§ Provided records:
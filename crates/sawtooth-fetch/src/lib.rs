//! sawtooth-fetch - Group-By Fetcher, Join Planner and Logging Sampler: the
//! request-driven orchestration layer tying the cache, codecs, key-value
//! store and aggregator together.

pub mod group_by;
pub mod join;
pub mod sampler;

pub use group_by::GroupByFetcher;
pub use join::{JoinConfigLoader, JoinPart, JoinPlanner, JoinSpec};
pub use sampler::{is_sampled, JoinCodec, LogSink, LoggableResponse, LoggingSampler};

#[cfg(test)]
mod scenario_tests {
    //! Scenario tests exercised end-to-end through `GroupByFetcher` against
    //! the in-memory `KvStore`.

    use std::sync::atomic::AtomicUsize;
    use std::sync::Arc;
    use std::time::Duration;

    use async_trait::async_trait;
    use sawtooth_cache::{MetadataLoader, ServingInfoCache};
    use sawtooth_core::{
        Accuracy, AggFunc, AggregationSpec, BatchIr, DataModel, FeatureValue, FetchError,
        FieldType, JsonCodec, Partial, Request, Schema, ServingInfo,
    };
    use sawtooth_kvstore::InMemoryKvStore;

    use crate::GroupByFetcher;

    fn schema() -> Schema {
        vec![("user".to_string(), FieldType::String)]
    }

    fn key_bytes(user: &str) -> Vec<u8> {
        let mut keys = sawtooth_core::ValueMap::new();
        keys.insert("user".to_string(), FeatureValue::Str(user.to_string()));
        JsonCodec.encode_key(&keys, &schema()).unwrap()
    }

    struct FixedLoader(ServingInfo);

    #[async_trait]
    impl MetadataLoader for FixedLoader {
        async fn load(&self, _name: &str) -> Result<ServingInfo, FetchError> {
            Ok(self.0.clone())
        }
    }

    fn no_agg_info(batch_end_millis: i64) -> ServingInfo {
        ServingInfo {
            name: "user_profile".to_string(),
            key_schema: schema(),
            output_columns: vec!["plan".to_string()],
            accuracy: Accuracy::Snapshot,
            data_model: DataModel::Events,
            aggregations: None,
            batch_end_millis,
            codec: Arc::new(JsonCodec),
        }
    }

    // S1 (no-agg): batch value newer than batchEndMillis, no aggregations
    // configured -> response is the decoded batch value as-is.
    #[tokio::test]
    async fn s1_no_agg_returns_decoded_batch_value() {
        let info = no_agg_info(1600);
        let store = Arc::new(InMemoryKvStore::new());
        let mut values = sawtooth_core::ValueMap::new();
        values.insert("plan".to_string(), FeatureValue::Str("gold".to_string()));
        store.put(
            "USER_PROFILE_BATCH",
            key_bytes("u1"),
            sawtooth_core::TimedValue { bytes: sawtooth_core::codec::encode_value_map(&values), millis: 1700 },
        );

        let cache = Arc::new(ServingInfoCache::new(FixedLoader(info), Duration::from_secs(60)));
        let fetcher = GroupByFetcher::new(cache, store, 4, Duration::from_secs(10));
        let responses = fetcher
            .fetch(vec![Request {
                name: "user_profile".to_string(),
                keys: {
                    let mut m = sawtooth_core::ValueMap::new();
                    m.insert("user".to_string(), FeatureValue::Str("u1".to_string()));
                    m
                },
                at_millis: None,
            }])
            .await;

        let outcome = responses[0].outcome.as_ref().unwrap();
        assert_eq!(outcome.get("plan"), Some(&FeatureValue::Str("gold".to_string())));
    }

    fn temporal_info(batch_end_millis: i64) -> ServingInfo {
        ServingInfo {
            name: "purchases_sum".to_string(),
            key_schema: schema(),
            output_columns: vec!["count".to_string()],
            accuracy: Accuracy::Temporal,
            data_model: DataModel::Entities,
            aggregations: Some(vec![AggregationSpec {
                output_name: "count".to_string(),
                func: AggFunc::Count,
                window: None,
            }]),
            batch_end_millis,
            codec: Arc::new(JsonCodec),
        }
    }

    // S3 (temporal, empty stream): no streaming rows -> batch snapshot
    // finalized at Q, unchanged.
    #[tokio::test]
    async fn s3_temporal_empty_stream_returns_batch_snapshot() {
        let info = temporal_info(2000);
        let store = Arc::new(InMemoryKvStore::new());
        let ir = BatchIr { collapsed: vec![Partial::Count(10)], tail_hops: vec![vec![]] };
        store.put(
            "PURCHASES_SUM_BATCH",
            key_bytes("u1"),
            sawtooth_core::TimedValue { bytes: sawtooth_core::codec::encode_ir(&ir), millis: 2000 },
        );

        let cache = Arc::new(ServingInfoCache::new(FixedLoader(info), Duration::from_secs(60)));
        let fetcher = GroupByFetcher::new(cache, store, 4, Duration::from_secs(10));
        let responses = fetcher
            .fetch(vec![Request {
                name: "purchases_sum".to_string(),
                keys: {
                    let mut m = sawtooth_core::ValueMap::new();
                    m.insert("user".to_string(), FeatureValue::Str("u1".to_string()));
                    m
                },
                at_millis: Some(2500),
            }])
            .await;

        let outcome = responses[0].outcome.as_ref().unwrap();
        assert_eq!(outcome.get("count"), Some(&FeatureValue::Int(10)));
    }

    // S4 (temporal, with mutation): after-image insert then before-image
    // delete net to zero count change.
    #[tokio::test]
    async fn s4_temporal_mutation_nets_to_same_count() {
        let info = temporal_info(2000);
        let store = Arc::new(InMemoryKvStore::new());
        let ir = BatchIr { collapsed: vec![Partial::Count(10)], tail_hops: vec![vec![]] };
        store.put(
            "PURCHASES_SUM_BATCH",
            key_bytes("u1"),
            sawtooth_core::TimedValue { bytes: sawtooth_core::codec::encode_ir(&ir), millis: 2000 },
        );
        store.put(
            "PURCHASES_SUM_STREAMING",
            key_bytes("u1"),
            sawtooth_core::TimedValue {
                bytes: sawtooth_core::codec::encode_streaming_row(&sawtooth_core::ValueMap::new(), false),
                millis: 2100,
            },
        );
        store.put(
            "PURCHASES_SUM_STREAMING",
            key_bytes("u1"),
            sawtooth_core::TimedValue {
                bytes: sawtooth_core::codec::encode_streaming_row(&sawtooth_core::ValueMap::new(), true),
                millis: 2300,
            },
        );

        let cache = Arc::new(ServingInfoCache::new(FixedLoader(info), Duration::from_secs(60)));
        let fetcher = GroupByFetcher::new(cache, store, 4, Duration::from_secs(10));
        let responses = fetcher
            .fetch(vec![Request {
                name: "purchases_sum".to_string(),
                keys: {
                    let mut m = sawtooth_core::ValueMap::new();
                    m.insert("user".to_string(), FeatureValue::Str("u1".to_string()));
                    m
                },
                at_millis: Some(2500),
            }])
            .await;

        let outcome = responses[0].outcome.as_ref().unwrap();
        assert_eq!(outcome.get("count"), Some(&FeatureValue::Int(10)));
    }

    // S5 (stale batch): cached batchEndMillis behind the observed batch
    // value's millis -> forced refresh is triggered before responding.
    #[tokio::test]
    async fn s5_stale_batch_triggers_forced_refresh() {
        struct CountingStaleLoader {
            calls: AtomicUsize,
        }

        #[async_trait]
        impl MetadataLoader for CountingStaleLoader {
            async fn load(&self, _name: &str) -> Result<ServingInfo, FetchError> {
                let n = self.calls.fetch_add(1, std::sync::atomic::Ordering::SeqCst);
                // First load (cache miss) returns the stale serving-info;
                // the forced refresh (second load) returns the fresh one.
                Ok(no_agg_info(if n == 0 { 1500 } else { 1800 }))
            }
        }

        let loader = CountingStaleLoader { calls: AtomicUsize::new(0) };
        let store = Arc::new(InMemoryKvStore::new());
        let mut values = sawtooth_core::ValueMap::new();
        values.insert("plan".to_string(), FeatureValue::Str("silver".to_string()));
        store.put(
            "USER_PROFILE_BATCH",
            key_bytes("u1"),
            sawtooth_core::TimedValue { bytes: sawtooth_core::codec::encode_value_map(&values), millis: 1800 },
        );

        let cache = Arc::new(ServingInfoCache::new(loader, Duration::from_secs(60)));
        let fetcher = GroupByFetcher::new(cache.clone(), store, 4, Duration::from_secs(10));
        let responses = fetcher
            .fetch(vec![Request {
                name: "user_profile".to_string(),
                keys: {
                    let mut m = sawtooth_core::ValueMap::new();
                    m.insert("user".to_string(), FeatureValue::Str("u1".to_string()));
                    m
                },
                at_millis: None,
            }])
            .await;

        assert!(responses[0].outcome.is_ok());
        assert_eq!(cache.get("user_profile").await.unwrap().batch_end_millis, 1800);
    }

    // A failure for one request in a batch never affects sibling requests.
    #[tokio::test]
    async fn independence_of_sibling_failures() {
        struct MixedLoader;

        #[async_trait]
        impl MetadataLoader for MixedLoader {
            async fn load(&self, name: &str) -> Result<ServingInfo, FetchError> {
                if name == "broken" {
                    return Err(FetchError::MetadataMissing { name: name.to_string() });
                }
                Ok(no_agg_info(0))
            }
        }

        let store = Arc::new(InMemoryKvStore::new());
        let mut values = sawtooth_core::ValueMap::new();
        values.insert("plan".to_string(), FeatureValue::Str("gold".to_string()));
        store.put(
            "USER_PROFILE_BATCH",
            key_bytes("u1"),
            sawtooth_core::TimedValue { bytes: sawtooth_core::codec::encode_value_map(&values), millis: 10 },
        );

        let cache = Arc::new(ServingInfoCache::new(MixedLoader, Duration::from_secs(60)));
        let fetcher = GroupByFetcher::new(cache, store, 4, Duration::from_secs(10));
        let make_request = |name: &str| Request {
            name: name.to_string(),
            keys: {
                let mut m = sawtooth_core::ValueMap::new();
                m.insert("user".to_string(), FeatureValue::Str("u1".to_string()));
                m
            },
            at_millis: None,
        };

        let responses = fetcher
            .fetch(vec![
                make_request("user_profile"),
                make_request("broken"),
                make_request("user_profile"),
            ])
            .await;

        assert!(responses[0].outcome.is_ok());
        assert!(matches!(
            &responses[1].outcome,
            Err(FetchError::MetadataMissing { .. })
        ));
        assert!(responses[2].outcome.is_ok());
    }
}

§ The problem:
Everything from the first line of the data through the line holding "use std::time::Duration;" should be output exactly, and no other lines.

§ Output below:
filename crates/sawtooth-fetch/src/lib.rs
//! sawtooth-fetch - Group-By Fetcher, Join Planner and Logging Sampler: the
//! request-driven orchestration layer tying the cache, codecs, key-value
//! store and aggregator together.

pub mod group_by;
pub mod join;
pub mod sampler;

pub use group_by::GroupByFetcher;
pub use join::{JoinConfigLoader, JoinPart, JoinPlanner, JoinSpec};
pub use sampler::{is_sampled, JoinCodec, LogSink, LoggableResponse, LoggingSampler};

#[cfg(test)]
mod scenario_tests {
    //! Scenario tests exercised end-to-end through `GroupByFetcher` against
    //! the in-memory `KvStore`.

    use std::sync::atomic::AtomicUsize;
    use std::sync::Arc;
    use std::time::Duration;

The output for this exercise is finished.